===== Extracted data

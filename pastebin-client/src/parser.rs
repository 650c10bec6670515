//! Response parsing utilities

use crate::error::PastebinError;
use crate::record::PasteRecord;
use crate::request::Endpoints;
use crate::user::UserRecord;
use regex::Regex;
use scraper::{ElementRef, Html, Selector};
use serde_json::Value;
use std::sync::OnceLock;

/// Prefix of every error message the developer API answers with
const API_ERROR_PREFIX: &str = "Bad API request";

/// Parser for pastebin responses with cached regex patterns and selectors
#[derive(Clone, Debug)]
pub(crate) struct ResponseParser {
    paste_link_regex: OnceLock<Regex>,
    archive_link_selector: OnceLock<Selector>,
    paste_selector: OnceLock<Selector>,
    user_selector: OnceLock<Selector>,
}

impl ResponseParser {
    /// Create a new parser with uninitialized caches
    pub fn new() -> Self {
        Self {
            paste_link_regex: OnceLock::new(),
            archive_link_selector: OnceLock::new(),
            paste_selector: OnceLock::new(),
            user_selector: OnceLock::new(),
        }
    }

    /// Get or compile the regex matching a link to a paste page
    fn paste_link_regex(&self) -> &Regex {
        self.paste_link_regex
            .get_or_init(|| Regex::new(r"^/([A-Za-z0-9]{8})$").unwrap())
    }

    /// Get or compile the selector for links in the archive table
    fn archive_link_selector(&self) -> &Selector {
        self.archive_link_selector
            .get_or_init(|| Selector::parse("table.maintable a[href]").unwrap())
    }

    fn paste_selector(&self) -> &Selector {
        self.paste_selector
            .get_or_init(|| Selector::parse("paste").unwrap())
    }

    fn user_selector(&self) -> &Selector {
        self.user_selector
            .get_or_init(|| Selector::parse("user").unwrap())
    }

    /// Extract paste ids linked from the archive table, in document order
    pub fn extract_archive_ids(&self, html: &str) -> Vec<String> {
        let document = Html::parse_document(html);
        let regex = self.paste_link_regex();

        document
            .select(self.archive_link_selector())
            .filter_map(|link| link.value().attr("href"))
            .filter_map(|href| regex.captures(href))
            .filter_map(|captures| captures.get(1))
            .map(|id| id.as_str().to_string())
            .collect()
    }

    /// Turn the archive page into full paste URLs
    pub fn parse_archive(
        &self,
        html: &str,
        endpoints: &Endpoints,
    ) -> Result<Vec<String>, PastebinError> {
        self.extract_archive_ids(html)
            .iter()
            .map(|id| endpoints.paste_url(id).map(String::from))
            .collect()
    }

    /// Decode the JSON array returned by the scraping API
    pub fn parse_recent_pastes(&self, body: &str) -> Result<Vec<PasteRecord>, PastebinError> {
        Ok(serde_json::from_str(body)?)
    }

    /// Parse the `<paste>` list returned by the trends and list options
    ///
    /// Each child tag becomes a field with its `paste_` prefix removed. An
    /// empty body is an empty list.
    pub fn parse_paste_list(&self, xml: &str) -> Vec<PasteRecord> {
        let fragment = Html::parse_fragment(xml);

        fragment
            .select(self.paste_selector())
            .map(|paste| PasteRecord::from_fields(child_fields(paste, "paste_")))
            .collect()
    }

    /// Parse the `<user>` element returned by the userdetails option
    pub fn parse_user(&self, xml: &str) -> Result<UserRecord, PastebinError> {
        let fragment = Html::parse_fragment(xml);

        let user = fragment
            .select(self.user_selector())
            .next()
            .ok_or(PastebinError::Parse("missing <user> element"))?;

        Ok(UserRecord::from_fields(child_fields(user, "user_")))
    }

    /// Surface `Bad API request` bodies as errors, pass everything else on
    pub fn check_api_body(&self, body: String) -> Result<String, PastebinError> {
        if body.trim_start().starts_with(API_ERROR_PREFIX) {
            return Err(PastebinError::Api(body.trim().to_string()));
        }
        Ok(body)
    }
}

impl Default for ResponseParser {
    fn default() -> Self {
        Self::new()
    }
}

/// Child elements of `element` as string fields, `prefix` stripped from names
fn child_fields(element: ElementRef<'_>, prefix: &str) -> Vec<(String, Value)> {
    element
        .children()
        .filter_map(ElementRef::wrap)
        .map(|child| {
            let tag = child.value().name();
            let name = tag.strip_prefix(prefix).unwrap_or(tag).to_string();
            let text = child.text().collect::<String>();
            (name, Value::String(text))
        })
        .collect()
}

==========

Task objective
Copy each line of the listing that carries the string "fragment".

Response area
        let fragment = Html::parse_fragment(xml);
        fragment
        let fragment = Html::parse_fragment(xml);
        let user = fragment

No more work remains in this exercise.